According to this information from the Wikipedia article, the functionality of the wait
, notify/notifyAll
methods is built into every object's monitor where it is integrated into the functionality of the synchronization mechanism at the level of every individual object. But still it doesn't explain why it was done this way in the first place.
My answer to the question: before calling the wait method of an object, a thread should own the monitor of exactly the same object because to avoid a race condition this object is always not only a viable option but the best one.

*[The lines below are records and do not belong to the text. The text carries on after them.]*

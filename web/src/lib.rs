use axum::http::{header, HeaderValue, Method};
use log::*;
use service::AppState;
use tokio::net::TcpListener;
use tower_http::cors::CorsLayer;

mod controller;
mod error;
mod extractors;
mod params;
mod router;

pub use error::{Error, Result};

pub async fn init_server(app_state: AppState) -> std::io::Result<()> {
    let host = app_state
        .config
        .interface
        .clone()
        .unwrap_or_else(|| "127.0.0.1".to_string());
    let port = app_state.config.port;
    let listen_addr = format!("{host}:{port}");

    let cors_layer = cors_layer(&app_state.config.allowed_origins);

    info!("Server starting... listening for connections on http://{listen_addr}");

    let listener = TcpListener::bind(&listen_addr).await?;
    axum::serve(listener, router::define_routes(app_state).layer(cors_layer)).await
}

fn cors_layer(allowed_origins: &[String]) -> CorsLayer {
    let origins: Vec<HeaderValue> = allowed_origins
        .iter()
        .filter_map(|origin| match origin.parse::<HeaderValue>() {
            Ok(value) => Some(value),
            Err(_) => {
                warn!("Ignoring malformed CORS origin: {origin}");
                None
            }
        })
        .collect();

    CorsLayer::new()
        .allow_methods([Method::GET, Method::POST])
        .allow_headers([header::AUTHORIZATION, header::CONTENT_TYPE])
        .allow_origin(origins)
}

#[cfg(test)]
mod tests {
    use super::*;

    #[test]
    fn malformed_origins_are_skipped() {
        // Builds without panicking even though one origin cannot be a header value.
        let _layer = cors_layer(&[
            "http://localhost:3000".to_string(),
            "bad\norigin".to_string(),
        ]);
    }
}
//! Queries and conditional transitions for the device_flows table.
//!
//! Each transition is a single `UPDATE ... WHERE <guard>` so Postgres decides the winner
//! when several requests race on the same row. The returned `bool` reports whether the
//! guard held.

use super::error::{EntityApiErrorKind, Error};
use chrono::{DateTime, Utc};
use entity::device_flow_status::DeviceFlowStatus;
use entity::device_flows::{ActiveModel, Column, Entity, Model};
use entity::Id;
use log::*;
use sea_orm::{
    entity::prelude::*, sea_query::Expr, ActiveValue::Set, DatabaseConnection, TryIntoModel,
};

/// Fields of a new pending flow.
#[derive(Debug, Clone)]
pub struct NewDeviceFlow {
    pub id: Id,
    pub device_code_hash: String,
    pub user_code: String,
    pub created_at: DateTime<Utc>,
    pub expires_at: DateTime<Utc>,
    pub interval_seconds: i32,
}

/// Inserts a new pending flow
pub async fn create(db: &DatabaseConnection, flow: NewDeviceFlow) -> Result<Model, Error> {
    debug!("Creating new device flow: {}", flow.id);

    let active_model = ActiveModel {
        id: Set(flow.id),
        device_code_hash: Set(flow.device_code_hash),
        user_code: Set(flow.user_code),
        status: Set(DeviceFlowStatus::Pending),
        created_at: Set(flow.created_at.into()),
        expires_at: Set(flow.expires_at.into()),
        interval_seconds: Set(flow.interval_seconds),
        last_polled_at: Set(None),
        approved_at: Set(None),
        approved_by_external_id: Set(None),
        consumed_at: Set(None),
        access_token: Set(None),
        access_token_expires_at: Set(None),
    };

    Ok(active_model.insert(db).await?.try_into_model()?)
}

/// Finds a flow by ID
pub async fn find_by_id(db: &DatabaseConnection, id: Id) -> Result<Model, Error> {
    Entity::find_by_id(id).one(db).await?.ok_or_else(|| Error {
        source: None,
        error_kind: EntityApiErrorKind::RecordNotFound,
    })
}

/// Finds a flow by the hash of its device code
pub async fn find_by_device_code_hash(
    db: &DatabaseConnection,
    device_code_hash: &str,
) -> Result<Option<Model>, Error> {
    Ok(Entity::find()
        .filter(Column::DeviceCodeHash.eq(device_code_hash))
        .one(db)
        .await?)
}

/// Finds a flow by its normalized user code
pub async fn find_by_user_code(
    db: &DatabaseConnection,
    user_code: &str,
) -> Result<Option<Model>, Error> {
    Ok(Entity::find()
        .filter(Column::UserCode.eq(user_code))
        .one(db)
        .await?)
}

/// Moves a pending, unexpired flow to approved and stores the escorted token
pub async fn approve(
    db: &DatabaseConnection,
    id: Id,
    approved_at: DateTime<Utc>,
    approved_by_external_id: &str,
    access_token: String,
    access_token_expires_at: Option<i64>,
) -> Result<bool, Error> {
    let approved_at: DateTimeWithTimeZone = approved_at.into();

    let result = Entity::update_many()
        .col_expr(
            Column::Status,
            Column::Status.save_as(Expr::val(DeviceFlowStatus::Approved)),
        )
        .col_expr(Column::ApprovedAt, Expr::value(Some(approved_at)))
        .col_expr(
            Column::ApprovedByExternalId,
            Expr::value(Some(approved_by_external_id.to_string())),
        )
        .col_expr(Column::AccessToken, Expr::value(Some(access_token)))
        .col_expr(
            Column::AccessTokenExpiresAt,
            Expr::value(access_token_expires_at),
        )
        .filter(Column::Id.eq(id))
        .filter(Column::Status.eq(DeviceFlowStatus::Pending))
        .filter(Column::ExpiresAt.gt(approved_at))
        .exec(db)
        .await?;

    debug!(
        "Approve device flow {id}: {} row(s) affected",
        result.rows_affected
    );
    Ok(result.rows_affected == 1)
}

/// Stamps `last_polled_at` if no other poll was accepted since `observed` was read
pub async fn touch_last_polled(
    db: &DatabaseConnection,
    id: Id,
    observed: Option<DateTime<Utc>>,
    now: DateTime<Utc>,
) -> Result<bool, Error> {
    let now: DateTimeWithTimeZone = now.into();
    let last_polled_guard = match observed {
        Some(observed) => {
            let observed: DateTimeWithTimeZone = observed.into();
            Column::LastPolledAt.eq(observed)
        }
        None => Column::LastPolledAt.is_null(),
    };

    let result = Entity::update_many()
        .col_expr(Column::LastPolledAt, Expr::value(Some(now)))
        .filter(Column::Id.eq(id))
        .filter(Column::Status.ne(DeviceFlowStatus::Expired))
        .filter(last_polled_guard)
        .exec(db)
        .await?;

    Ok(result.rows_affected == 1)
}

/// Moves an approved flow to consumed and erases the token
pub async fn consume(db: &DatabaseConnection, id: Id, now: DateTime<Utc>) -> Result<bool, Error> {
    let now: DateTimeWithTimeZone = now.into();

    let result = Entity::update_many()
        .col_expr(
            Column::Status,
            Column::Status.save_as(Expr::val(DeviceFlowStatus::Consumed)),
        )
        .col_expr(Column::ConsumedAt, Expr::value(Some(now)))
        .col_expr(Column::AccessToken, Expr::value(Option::<String>::None))
        .col_expr(Column::AccessTokenExpiresAt, Expr::value(Option::<i64>::None))
        .filter(Column::Id.eq(id))
        .filter(Column::Status.eq(DeviceFlowStatus::Approved))
        .filter(Column::AccessToken.is_not_null())
        .exec(db)
        .await?;

    debug!(
        "Consume device flow {id}: {} row(s) affected",
        result.rows_affected
    );
    Ok(result.rows_affected == 1)
}

/// Moves a pending or approved flow to expired and erases any token
pub async fn expire(db: &DatabaseConnection, id: Id) -> Result<bool, Error> {
    let result = expire_live()
        .filter(Column::Id.eq(id))
        .exec(db)
        .await?;

    Ok(result.rows_affected == 1)
}

/// Expires every pending or approved flow whose deadline is at or before `now`
pub async fn expire_lapsed(db: &DatabaseConnection, now: DateTime<Utc>) -> Result<u64, Error> {
    let now: DateTimeWithTimeZone = now.into();

    let result = expire_live()
        .filter(Column::ExpiresAt.lte(now))
        .exec(db)
        .await?;

    info!("Expired {} lapsed device flow(s)", result.rows_affected);
    Ok(result.rows_affected)
}

fn expire_live() -> sea_orm::UpdateMany<Entity> {
    Entity::update_many()
        .col_expr(
            Column::Status,
            Column::Status.save_as(Expr::val(DeviceFlowStatus::Expired)),
        )
        .col_expr(Column::AccessToken, Expr::value(Option::<String>::None))
        .filter(Column::Status.is_in([DeviceFlowStatus::Pending, DeviceFlowStatus::Approved]))
}

#[cfg(test)]
// We need to gate seaORM's mock feature behind conditional compilation because
// the feature removes the Clone trait implementation from seaORM's DatabaseConnection.
// see https://github.com/SeaQL/sea-orm/issues/830
#[cfg(feature = "mock")]
mod tests {
    use super::*;
    use sea_orm::{DatabaseBackend, MockDatabase, MockExecResult};

    fn flow_model(now: DateTime<Utc>) -> Model {
        Model {
            id: Id::new_v4(),
            device_code_hash: "a1b2c3".to_owned(),
            user_code: "ABCD-EFGH".to_owned(),
            status: DeviceFlowStatus::Pending,
            created_at: now.into(),
            expires_at: (now + chrono::Duration::minutes(10)).into(),
            interval_seconds: 5,
            last_polled_at: None,
            approved_at: None,
            approved_by_external_id: None,
            consumed_at: None,
            access_token: None,
            access_token_expires_at: None,
        }
    }

    fn rows_affected(rows_affected: u64) -> MockExecResult {
        MockExecResult {
            last_insert_id: 0,
            rows_affected,
        }
    }

    #[tokio::test]
    async fn create_returns_a_new_pending_flow() -> Result<(), Error> {
        let now = Utc::now();
        let flow_model = flow_model(now);

        let db = MockDatabase::new(DatabaseBackend::Postgres)
            .append_query_results(vec![vec![flow_model.clone()]])
            .into_connection();

        let flow = create(
            &db,
            NewDeviceFlow {
                id: flow_model.id,
                device_code_hash: flow_model.device_code_hash.clone(),
                user_code: flow_model.user_code.clone(),
                created_at: now,
                expires_at: now + chrono::Duration::minutes(10),
                interval_seconds: 5,
            },
        )
        .await?;

        assert_eq!(flow.id, flow_model.id);
        assert_eq!(flow.status, DeviceFlowStatus::Pending);

        Ok(())
    }

    #[tokio::test]
    async fn find_by_id_returns_error_when_flow_not_found() -> Result<(), Error> {
        let db = MockDatabase::new(DatabaseBackend::Postgres)
            .append_query_results(vec![Vec::<Model>::new()])
            .into_connection();

        let result = find_by_id(&db, Id::new_v4()).await;

        assert_eq!(
            result.unwrap_err().error_kind,
            EntityApiErrorKind::RecordNotFound
        );

        Ok(())
    }

    #[tokio::test]
    async fn find_by_user_code_filters_on_the_user_code() -> Result<(), Error> {
        let flow_model = flow_model(Utc::now());

        let db = MockDatabase::new(DatabaseBackend::Postgres)
            .append_query_results(vec![vec![flow_model.clone()]])
            .into_connection();

        let flow = find_by_user_code(&db, "ABCD-EFGH").await?;
        assert_eq!(flow, Some(flow_model));

        assert_eq!(db.into_transaction_log().len(), 1);

        Ok(())
    }

    #[tokio::test]
    async fn find_by_device_code_hash_returns_none_when_missing() -> Result<(), Error> {
        let db = MockDatabase::new(DatabaseBackend::Postgres)
            .append_query_results(vec![Vec::<Model>::new()])
            .into_connection();

        assert_eq!(find_by_device_code_hash(&db, "missing").await?, None);

        Ok(())
    }

    #[tokio::test]
    async fn approve_reports_whether_the_guard_held() -> Result<(), Error> {
        let db = MockDatabase::new(DatabaseBackend::Postgres)
            .append_exec_results(vec![rows_affected(1), rows_affected(0)])
            .into_connection();

        let id = Id::new_v4();
        let now = Utc::now();
        assert!(approve(&db, id, now, "user-1", "token".to_owned(), Some(42)).await?);
        assert!(!approve(&db, id, now, "user-1", "token".to_owned(), None).await?);

        Ok(())
    }

    #[tokio::test]
    async fn consume_guards_on_approved_status() -> Result<(), Error> {
        let db = MockDatabase::new(DatabaseBackend::Postgres)
            .append_exec_results(vec![rows_affected(1)])
            .into_connection();

        let id = Id::new_v4();
        assert!(consume(&db, id, Utc::now()).await?);

        Ok(())
    }

    #[tokio::test]
    async fn touch_last_polled_guards_on_the_observed_value() -> Result<(), Error> {
        let db = MockDatabase::new(DatabaseBackend::Postgres)
            .append_exec_results(vec![rows_affected(1), rows_affected(0)])
            .into_connection();

        let id = Id::new_v4();
        let now = Utc::now();
        assert!(touch_last_polled(&db, id, None, now).await?);
        assert!(!touch_last_polled(&db, id, Some(now), now).await?);

        assert_eq!(db.into_transaction_log().len(), 2);

        Ok(())
    }

    #[tokio::test]
    async fn expire_lapsed_returns_rows_affected() -> Result<(), Error> {
        let db = MockDatabase::new(DatabaseBackend::Postgres)
            .append_exec_results(vec![rows_affected(3)])
            .into_connection();

        assert_eq!(expire_lapsed(&db, Utc::now()).await?, 3);

        Ok(())
    }

    #[tokio::test]
    async fn expire_reports_false_when_flow_already_terminal() -> Result<(), Error> {
        let db = MockDatabase::new(DatabaseBackend::Postgres)
            .append_exec_results(vec![rows_affected(0)])
            .into_connection();

        let id = Id::new_v4();
        assert!(!expire(&db, id).await?);

        Ok(())
    }
}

Let’s see if there are any situations where it could be undesirable to synchronize on an object before invoking its wait
, notify/notifyAll
methods (plus some relevant logic). Synchronizing on the object would block it for other threads which could be undesirable if the object has some other synchronized methods (and/or there are some critical sections synchronized on the object) having nothing to do with the waiting logic. In that case it is always possible to refactor the corresponding class(es) so that the wait
and notify/notifyAll
methods operate on one object, while other synchronized methods/blocks operate on another one(s). For example, one of possible solutions could be creating a dedicated object specifically for a waiting logic (to wait and synchronize on) like in the example below:
public class A {
private Object lock = new Object(); // an object to synchronize and wait on for some waiting logic
private boolean isReady = false;
public void mOne() throws InterruptedException {
synchronized(lock) { // it blocks the instance of the Object class stored in the variable named lock
while(!isReady) {
lock.wait();
}
}
}
public void mTwo() {
synchronized(lock) { // the same here
isReady = true;
lock.notify();
}
}
synchronized public void mThree() { // it blocks an instance of A
// here is some logic having nothing to do with the above waiting and
// mThree() can run concurrently with mOne() and mTwo()
}
}
So there is no need to synchronize on some voluntary object to avoid a certain race condition regarding calling wait
, notify/notifyAll
methods. If it was allowed it would only cause unnecessary confusion.
Is it correct? Or maybe I am missing something here. I would like to make sure I don't miss anything important.